Menetia maini
- Conservation status: Least Concern (IUCN 3.1)

Scientific classification
- Kingdom: Animalia
- Phylum: Chordata
- Class: Reptilia
- Order: Squamata
- Family: Scincidae
- Genus: Menetia
- Species: M. maini
- Binomial name: Menetia maini Storr, 1976
- Synonyms: Menetia zynja Ingram, 1977;

= Menetia maini =

- Genus: Menetia
- Species: maini
- Authority: Storr, 1976
- Conservation status: LC
- Synonyms: Menetia zynja , Ingram, 1977

Species of lizard

Menetia maini, also known commonly as Main's menetia, Main's dwarf skink, and the northern dwarf skink, is a species of skink in the subfamily Eugongylinae native to northern central Australia.

==Etymology==
The specific name, maini, is in honor of Australian ecologist Albert "Bert" Russell Main.

==Description==
A small species, Menetia maini may attain a snout-to-vent length (SVL) of 25 mm.
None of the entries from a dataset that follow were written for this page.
#[derive(Debug, Serialize)]
struct WireSafetySetting {
    category: &'static str,
    threshold: &'static str,
}

#[derive(Debug, Default, Serialize)]
#[serde(rename_all = "camelCase")]
struct GenerationConfig {
    #[serde(skip_serializing_if = "Option::is_none")]
    response_mime_type: Option<&'static str>,
    #[serde(skip_serializing_if = "Option::is_none")]
    response_json_schema: Option<Value>,
    #[serde(skip_serializing_if = "Vec::is_empty")]
    response_modalities: Vec<&'static str>,
    #[serde(skip_serializing_if = "Option::is_none")]
    speech_config: Option<SpeechConfig>,
}

#[derive(Debug, Serialize)]
#[serde(rename_all = "camelCase")]
struct SpeechConfig {
    voice_config: VoiceConfig,
}

#[derive(Debug, Serialize)]
#[serde(rename_all = "camelCase")]
struct VoiceConfig {
    prebuilt_voice_config: PrebuiltVoiceConfig,
}

#[derive(Debug, Serialize)]
#[serde(rename_all = "camelCase")]
struct PrebuiltVoiceConfig {
    voice_name: String,
}

fn wire_part(part: &Part) -> WirePart {
    match part {
        Part::Text(text) => WirePart {
            text: Some(text.clone()),
            ..WirePart::default()
        },
        Part::FunctionCall { name, args } => WirePart {
            function_call: Some(WireFunctionCall {
                name: name.clone(),
                args: args.clone(),
            }),
            ..WirePart::default()
        },
        Part::FunctionResponse { name, response } => WirePart {
            function_response: Some(WireFunctionResponse {
                name: name.clone(),
                response: response.clone(),
            }),
            ..WirePart::default()
        },
        Part::Media { mime_type, data } => WirePart {
            inline_data: Some(WireBlob {
                mime_type: mime_type.clone(),
                data: STANDARD.encode(data),
            }),
            ..WirePart::default()
        },
    }
}

fn modality_name(modality: Modality) -> &'static str {
    match modality {
        Modality::Text => "TEXT",
        Modality::Audio => "AUDIO",
        Modality::Image => "IMAGE",
    }
}

impl WireRequest {
    /// Maps a provider-neutral request onto the Gemini wire format.
    ///
    /// Gemini rejects JSON mode combined with function calling, so a request
    /// with tools carries its output schema as a system instruction instead.
    pub(crate) fn from_request(request: &GenerateRequest) -> Result<WireRequest, FlowError> {
        let mut system = request.system.clone();
        let mut config = GenerationConfig::default();

        if let Some(schema) = &request.output_schema {
            if request.tools.is_empty() {
                config.response_mime_type = Some("application/json");
                config.response_json_schema = Some(schema.clone());
            } else {
                let schema = serde_json::to_string_pretty(schema)
                    .map_err(|e| FlowError::upstream(e.to_string()))?;
                let format = prompts::render(OUTPUT_FORMAT, context! { schema => schema })?;
                system = Some(match system {
                    Some(system) => format!("{system}\n\n{format}"),
                    None => format,
                });
            }
        }

        config.response_modalities = request
            .modalities
            .iter()
            .copied()
            .map(modality_name)
            .collect();
        config.speech_config = request.voice.as_ref().map(|voice| SpeechConfig {
            voice_config: VoiceConfig {
                prebuilt_voice_config: PrebuiltVoiceConfig {
                    voice_name: voice.clone(),
                },
            },
        });

        let has_config = config.response_mime_type.is_some()
            || !config.response_modalities.is_empty()
            || config.speech_config.is_some();

        Ok(WireRequest {
            system_instruction: system.map(|text| WireContent {
                role: None,
                parts: vec![WirePart {
                    text: Some(text),
                    ..WirePart::default()
                }],
            }),
            contents: request
                .contents
                .iter()
                .map(|content| WireContent {
                    role: Some(
                        match content.role {
                            Role::User => "user",
                            Role::Model => "model",
                        }
                        .to_owned(),
                    ),
                    parts: content.parts.iter().map(wire_part).collect(),
                })
                .collect(),
            tools: if request.tools.is_empty() {
                Vec::new()
            } else {
                vec![WireTool {
                    function_declarations: request
                        .tools
                        .iter()
                        .map(|tool| WireFunctionDeclaration {
                            name: tool.name.clone(),
                            description: tool.description.clone(),
                            parameters_json_schema: tool.parameters.clone(),
                        })
                        .collect(),
                }]
            },
            safety_settings: request
                .safety
                .iter()
                .map(|setting| WireSafetySetting {
                    category: setting.category,
                    threshold: setting.threshold,
                })
                .collect(),
            generation_config: has_config.then_some(config),
        })
    }
}

#[derive(Debug, Deserialize)]
#[serde(rename_all = "camelCase")]
pub(crate) struct WireResponse {
    #[serde(default)]
    candidates: Vec<WireCandidate>,
    prompt_feedback: Option<PromptFeedback>,
}

#[derive(Debug, Deserialize)]
#[serde(rename_all = "camelCase")]
struct WireCandidate {
    content: Option<WireContent>,
    finish_reason: Option<String>,
}

#[derive(Debug, Deserialize)]
#[serde(rename_all = "camelCase")]
struct PromptFeedback {
    block_reason: Option<String>,
}

#[derive(Debug, Deserialize)]
struct ApiErrorResponse {
    error: ApiError,
}

#[derive(Debug, Deserialize)]
struct ApiError {
    message: String,
    status: Option<String>,
}

impl WireResponse {
    /// Parts of the first candidate.
    pub(crate) fn into_response(self) -> Result<GenerateResponse, FlowError> {
        if let Some(reason) = self.prompt_feedback.and_then(|f| f.block_reason) {
            return Err(FlowError::upstream(format!("prompt blocked: {reason}")));
        }

        let candidate = self
            .candidates
            .into_iter()
            .next()
            .ok_or_else(|| FlowError::upstream("no candidates returned"))?;
        if let Some(reason) = &candidate.finish_reason {
            debug!("finish reason {reason}");
        }

        let mut parts = Vec::new();
        for part in candidate.content.unwrap_or_default().parts {
            if let Some(text) = part.text {
                parts.push(Part::Text(text));
            }
            if let Some(call) = part.function_call {
                parts.push(Part::FunctionCall {
                    name: call.name,
                    args: call.args,
                });
            }
            if let Some(blob) = part.inline_data {
                let data = STANDARD.decode(&blob.data).map_err(|e| FlowError::Upstream {
                    message: format!("invalid inline data: {e}"),
                    source: Some(Box::new(e)),
                })?;
                parts.push(Part::Media {
                    mime_type: blob.mime_type,
                    data,
                });
            }
        }

        Ok(GenerateResponse { parts })
    }
}

#[cfg(test)]
mod tests {
    use super::*;
    use crate::core::model::{Content, ToolDeclaration};
    use serde_json::json;

    fn wire(request: &GenerateRequest) -> Value {
        serde_json::to_value(WireRequest::from_request(request).unwrap()).unwrap()
    }

    #[test]
    fn test_json_mode_without_tools() {
        let request = GenerateRequest::new("gemini-2.5-flash", "hi")
            .with_system("be brief")
            .with_output_schema(json!({ "type": "object" }));
        let body = wire(&request);

        assert_eq!(body["systemInstruction"]["parts"][0]["text"], "be brief");
        assert_eq!(body["contents"][0]["role"], "user");
        assert_eq!(body["contents"][0]["parts"][0]["text"], "hi");
        assert_eq!(
            body["generationConfig"]["responseMimeType"],
            "application/json"
        );
        assert_eq!(
            body["generationConfig"]["responseJsonSchema"],
            json!({ "type": "object" })
        );
        assert_eq!(body["safetySettings"].as_array().unwrap().len(), 4);
        assert_eq!(body["safetySettings"][0]["threshold"], "BLOCK_NONE");
        assert!(body.get("tools").is_none());
    }

    #[test]
    fn test_tools_move_schema_into_system_instruction() {
        let request = GenerateRequest::new("m", "diagnose")
            .with_tool(ToolDeclaration {
                name: "analyzeSensorData".into(),
                description: "rules".into(),
                parameters: json!({ "type": "object" }),
            })
            .with_output_schema(json!({ "required": ["diagnosis"] }));
        let body = wire(&request);

        assert!(body.get("generationConfig").is_none());
        let system = body["systemInstruction"]["parts"][0]["text"].as_str().unwrap();
        assert!(system.contains("conform to the following schema"));
        assert!(system.contains("diagnosis"));
        assert_eq!(
            body["tools"][0]["functionDeclarations"][0]["name"],
            "analyzeSensorData"
        );
        assert_eq!(
            body["tools"][0]["functionDeclarations"][0]["parametersJsonSchema"]["type"],
            "object"
        );
    }

    #[test]
    fn test_speech_request_shape() {
        let request = GenerateRequest::new("tts", "Hello")
            .with_modalities(&[Modality::Audio])
            .with_voice("Puck");
        let body = wire(&request);

        assert_eq!(body["generationConfig"]["responseModalities"], json!(["AUDIO"]));
        assert_eq!(
            body["generationConfig"]["speechConfig"]["voiceConfig"]["prebuiltVoiceConfig"]
                ["voiceName"],
            "Puck"
        );
    }

    #[test]
    fn test_tool_round_trip_parts() {
        let mut request = GenerateRequest::new("m", "go");
        request.contents.push(Content {
            role: Role::Model,
            parts: vec![Part::FunctionCall {
                name: "analyzeSensorData".into(),
                args: json!({ "equipmentType": "Pump" }),
            }],
        });
        request.contents.push(Content {
            role: Role::User,
            parts: vec![Part::FunctionResponse {
                name: "analyzeSensorData".into(),
                response: json!({ "isCritical": false }),
            }],
        });
        let body = wire(&request);

        assert_eq!(body["contents"][1]["role"], "model");
        assert_eq!(
            body["contents"][1]["parts"][0]["functionCall"]["args"]["equipmentType"],
            "Pump"
        );
        assert_eq!(
            body["contents"][2]["parts"][0]["functionResponse"]["response"]["isCritical"],
            false
        );
    }

    #[test]
    fn test_parse_mixed_parts() {
        let wire: WireResponse = serde_json::from_value(json!({
            "candidates": [{
                "content": {
                    "role": "model",
                    "parts": [
                        { "text": "Here" },
                        { "functionCall": { "name": "analyzeSensorData", "args": { "a": 1 } } },
                        { "inlineData": { "mimeType": "audio/L16;rate=24000", "data": "AAEC" } }
                    ]
                },
                "finishReason": "STOP"
            }]
        }))
        .unwrap();

        let response = wire.into_response().unwrap();
        assert_eq!(response.text().as_deref(), Some("Here"));
        assert_eq!(response.function_calls()[0].0, "analyzeSensorData");
        assert_eq!(response.media("audio/").unwrap().1, &[0, 1, 2]);
    }

    #[test]
    fn test_blocked_prompt_is_upstream_error() {
        let wire: WireResponse = serde_json::from_value(json!({
            "promptFeedback": { "blockReason": "SAFETY" }
        }))
        .unwrap();
        assert!(matches!(
            wire.into_response(),
            Err(FlowError::Upstream { message, .. }) if message.contains("SAFETY")
        ));
    }

    #[test]
    fn test_endpoint_trims_trailing_slash() {
        let client = GeminiClient::new(&AppConfig {
            base_url: "http://localhost:9999/".into(),
            ..AppConfig::default()
        });
        assert_eq!(
            client.endpoint("gemini-2.5-flash"),
            "http://localhost:9999/v1beta/models/gemini-2.5-flash:generateContent"
        );
    }
}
Dorsally, it is coppery brown. It has three scales in a row between the nasal scale and the eye.

==Geographic range==
Menetia maini is found in Northern Territory, Queensland, and Western Australia, Australia.

==Habitat==
Menetia maini is found in a variety of habitats, including rocky areas, grassland, shrubland, and savanna.

==Diet==
Menetia maini preys upon invertebrates.

==Reproduction==
Menetia maini is oviparous.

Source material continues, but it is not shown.